Drop the cynicism


THE late Erma Bombeck relates an incident about being in church one Sunday. She was intent on watching “a small child who was turning around smiling at everyone.” She reports that…
…he wasn’t gurgling, spitting, humming, kicking, tearing the hymnal, or rummaging through his mother’s handbag. He was just smiling. Finally, his mother jerked him about and in a stage whisper that could be heard in a little theater off Broadway, said, “Stop that grinning! You’re in church!” With that she gave him a belt on his hindside, and as the tears rolled down his cheeks she added, “That’s better,” and returned to her prayers.
Erma Bombeck wrote:
“Suddenly I was angry. I wanted to grab this child with the tear stained face close to me and tell him about God. The happy God. The smiling God. The God who had to have a sense of humor to have created the likes of us….I wanted to tell the child I’ve taken a few lumps in my time for daring to smile at religion….What a fool, I thought. Here was a woman sitting next to the only light left in our civilization, the only hope, our only miracle, our only promise of infinity. If a child couldn’t smile in church, where was there left to go? ”

The opposite of joy is cynicism. Cynicism is a sense that, at its core, all life is disconnected and without meaning and value. Cynicism lives for dis-integration and distrust, it feeds on, and flourishes in a world of suspicion.
To be light hearted – or different – does not mean to be nonchalant and uncaring. It is to refuse to accept the currency of cynicism and despair. It is to be caught up in the wonder of our world and in the great power of God’s love to bring healing and wholeness to us and to our world.

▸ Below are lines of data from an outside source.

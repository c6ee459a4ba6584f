//! Item Lifecycle Rules
//!
//! Decides how a single item transaction mutates a participant's tracked
//! item set. All the special cases live here: precursor-to-successor
//! upgrades, purchase undo, the support quest payout, and per-champion
//! exceptions. The accumulator stays a plain fold.
//!
//! Set mutations are idempotent. Adding a held item or removing an absent
//! one is a no-op, never an error.

use crate::catalog::ItemCatalog;
use crate::replay::events::{Event, ItemId};
use crate::replay::state::ParticipantState;
use serde::{Deserialize, Serialize};
use std::collections::{BTreeSet, HashMap};

/// Per-champion deviations from normal item lifecycle behavior.
#[derive(Debug, Clone, Copy, Default, PartialEq, Eq, Serialize, Deserialize)]
pub struct ChampionException {
    /// ITEM_DESTROYED does not remove items for this champion.
    #[serde(default)]
    pub keeps_items_on_destroy: bool,
    /// The validator skips item-set comparison for this champion.
    #[serde(default)]
    pub skip_item_validation: bool,
}

/// Static item-rule configuration, loaded once per process.
#[derive(Debug, Clone, Serialize, Deserialize)]
pub struct ItemRulesConfig {
    /// Precursor id to successor id for items that transform on a
    /// DESTROYED event instead of a purchase.
    #[serde(default)]
    pub upgrade_map: HashMap<ItemId, ItemId>,
    /// Quest item whose destruction pays out a finished support item.
    #[serde(default)]
    pub support_trigger: ItemId,
    /// Finished support items the quest can pay out.
    #[serde(default)]
    pub support_completions: BTreeSet<ItemId>,
    /// Champion name to exception rules. Additions are data, not code.
    #[serde(default)]
    pub exceptions: HashMap<String, ChampionException>,
}

impl Default for ItemRulesConfig {
    fn default() -> Self {
        let mut upgrade_map = HashMap::new();
        upgrade_map.insert(3003, 3040); // Archangel's Staff -> Seraph's Embrace
        upgrade_map.insert(3004, 3042); // Manamune -> Muramana
        upgrade_map.insert(3119, 3121); // Winter's Approach -> Fimbulwinter

        // Celestial Opposition, Dream Maker, Zaz'Zak's Realmspike,
        // Solstice Sleigh, Bloodsong.
        let support_completions = [3869, 3870, 3871, 3876, 3877].into_iter().collect();

        let mut exceptions = HashMap::new();
        // Possession keeps the inventory through death and swaps kits
        // mid-fight, which breaks both destroy semantics and end-state
        // item comparison.
        exceptions.insert(
            "Viego".to_string(),
            ChampionException {
                keeps_items_on_destroy: true,
                skip_item_validation: true,
            },
        );

        Self {
            upgrade_map,
            support_trigger: 3867, // Bounty of Worlds
            support_completions,
            exceptions,
        }
    }
}

/// Item lifecycle resolver: tracked-item predicate plus transaction rules.
#[derive(Debug, Clone)]
pub struct ItemRules {
    catalog: ItemCatalog,
    config: ItemRulesConfig,
}

impl ItemRules {
    pub fn new(catalog: ItemCatalog, config: ItemRulesConfig) -> Self {
        Self { catalog, config }
    }

    pub fn with_defaults(catalog: ItemCatalog) -> Self {
        Self::new(catalog, ItemRulesConfig::default())
    }

    pub fn config(&self) -> &ItemRulesConfig {
        &self.config
    }

    pub fn exception_for(&self, champion_name: &str) -> Option<&ChampionException> {
        self.config.exceptions.get(champion_name)
    }

    /// Whether an item is significant enough to follow through the
    /// lifecycle: upgrade-map members, completed items at tier 3 and up,
    /// tier-2 boots, starter items, and the support payouts.
    pub fn is_tracked(&self, item_id: ItemId) -> bool {
        if self.config.upgrade_map.contains_key(&item_id) {
            return true;
        }
        if self.config.upgrade_map.values().any(|&s| s == item_id) {
            return true;
        }
        if self.config.support_completions.contains(&item_id) {
            return true;
        }
        if let Some(tier) = self.catalog.tier(item_id) {
            if tier >= 3 {
                return true;
            }
            if tier == 2 && self.catalog.is_boots(item_id) {
                return true;
            }
        }
        self.catalog.is_starter(item_id)
    }

    /// Apply one event to `state`'s tracked item set. Returns true when the
    /// set actually changed, which is what flags a frame as must-keep.
    /// Non-item events return false untouched.
    pub fn apply(&self, state: &mut ParticipantState, event: &Event) -> bool {
        match event {
            Event::ItemPurchased { item_id, .. } => self.add_if_tracked(state, *item_id),

            Event::ItemSold { item_id, .. } => self.remove_if_tracked(state, *item_id),

            Event::ItemUndo {
                before_id,
                after_id,
                ..
            } => {
                // Undoing a purchase removes the before side. The after side
                // toggles: restores a sold item, or retracts one granted by
                // the undone step.
                let mut changed = state.items.remove(before_id);
                if self.is_tracked(*after_id) && !state.items.contains(after_id) {
                    state.items.insert(*after_id);
                    changed = true;
                } else {
                    changed |= state.items.remove(after_id);
                }
                changed
            }

            Event::ItemDestroyed {
                item_id,
                ..
            } => {
                let keeps = self
                    .exception_for(&state.meta.champion_name)
                    .map(|e| e.keeps_items_on_destroy)
                    .unwrap_or(false);
                let mut changed = false;
                if !keeps {
                    changed = state.items.remove(item_id);
                }
                // Transforming items reappear as their successor.
                if let Some(&successor) = self.config.upgrade_map.get(item_id) {
                    changed |= state.items.insert(successor);
                }
                // The quest payout is known only from the final build.
                if *item_id == self.config.support_trigger {
                    for &completion in &self.config.support_completions {
                        if state.meta.final_items.contains(&completion) {
                            changed |= state.items.insert(completion);
                        }
                    }
                }
                changed
            }

            _ => false,
        }
    }

    fn add_if_tracked(&self, state: &mut ParticipantState, item_id: ItemId) -> bool {
        if self.is_tracked(item_id) {
            state.items.insert(item_id)
        } else {
            false
        }
    }

    fn remove_if_tracked(&self, state: &mut ParticipantState, item_id: ItemId) -> bool {
        if self.is_tracked(item_id) {
            state.items.remove(&item_id)
        } else {
            false
        }
    }
}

4 thoughts on “Drop the cynicism

  1. Reminds me of my early years when going to church was a serious affair. I recall being VERY afraid of God, it seemed from all of the lecturing and finger pointing from the pulpit that he was quite difficult to please and quite ready to throw us to hell for our transgressions – so many them I felt I was walking a tightrope with hell below. As a child it was more than a little confusing to be told of a God that was loving and forgiving but to be told stories from the Old Testament where god brought down such brutal punishments to those on Earth that displeased him.
    Needless to say I tried very hard to be an Atheist for many years, but I don’t think my heart was truly in it, but the alternative for me was unthinkable – a God of wrath and anger. Due to a serious disease that I will always suffer I joined a fellowship that suggests I should choose my own concept to God, which, strangely, has led me to be interested to hear ALL concepts of God as objectively as I can. I have read Thomas Paine – The Age of Reason(Not an Atheist), The Road Less travelled and Further Along The Road Less Travelled, Where The Hell is God, I love the Faithworks Blog, have listened to talks by Jiddu Krishnamurti and Bead Griffiths. All of this has so far led me to the conclusion that I should really focus on living my life as best I can today and leave matters of the afterlife to faith.
    Of course I am only really just beginning to now understand. I know some pretty wise people in their 70’s and 80’s, speaking of themself, that always seem to say “Gee, I have a lot to learn!” The scariest people in this world seem to be the ones that hold their personal beliefs in Black and White, Right and Wrong – the path to extremism regardless of chosen belief system.


  2. That’s beautiful. It seems your are truly being blessed on the journey Michael. Thank you for sharing a bit of your story. I’d like to hear more.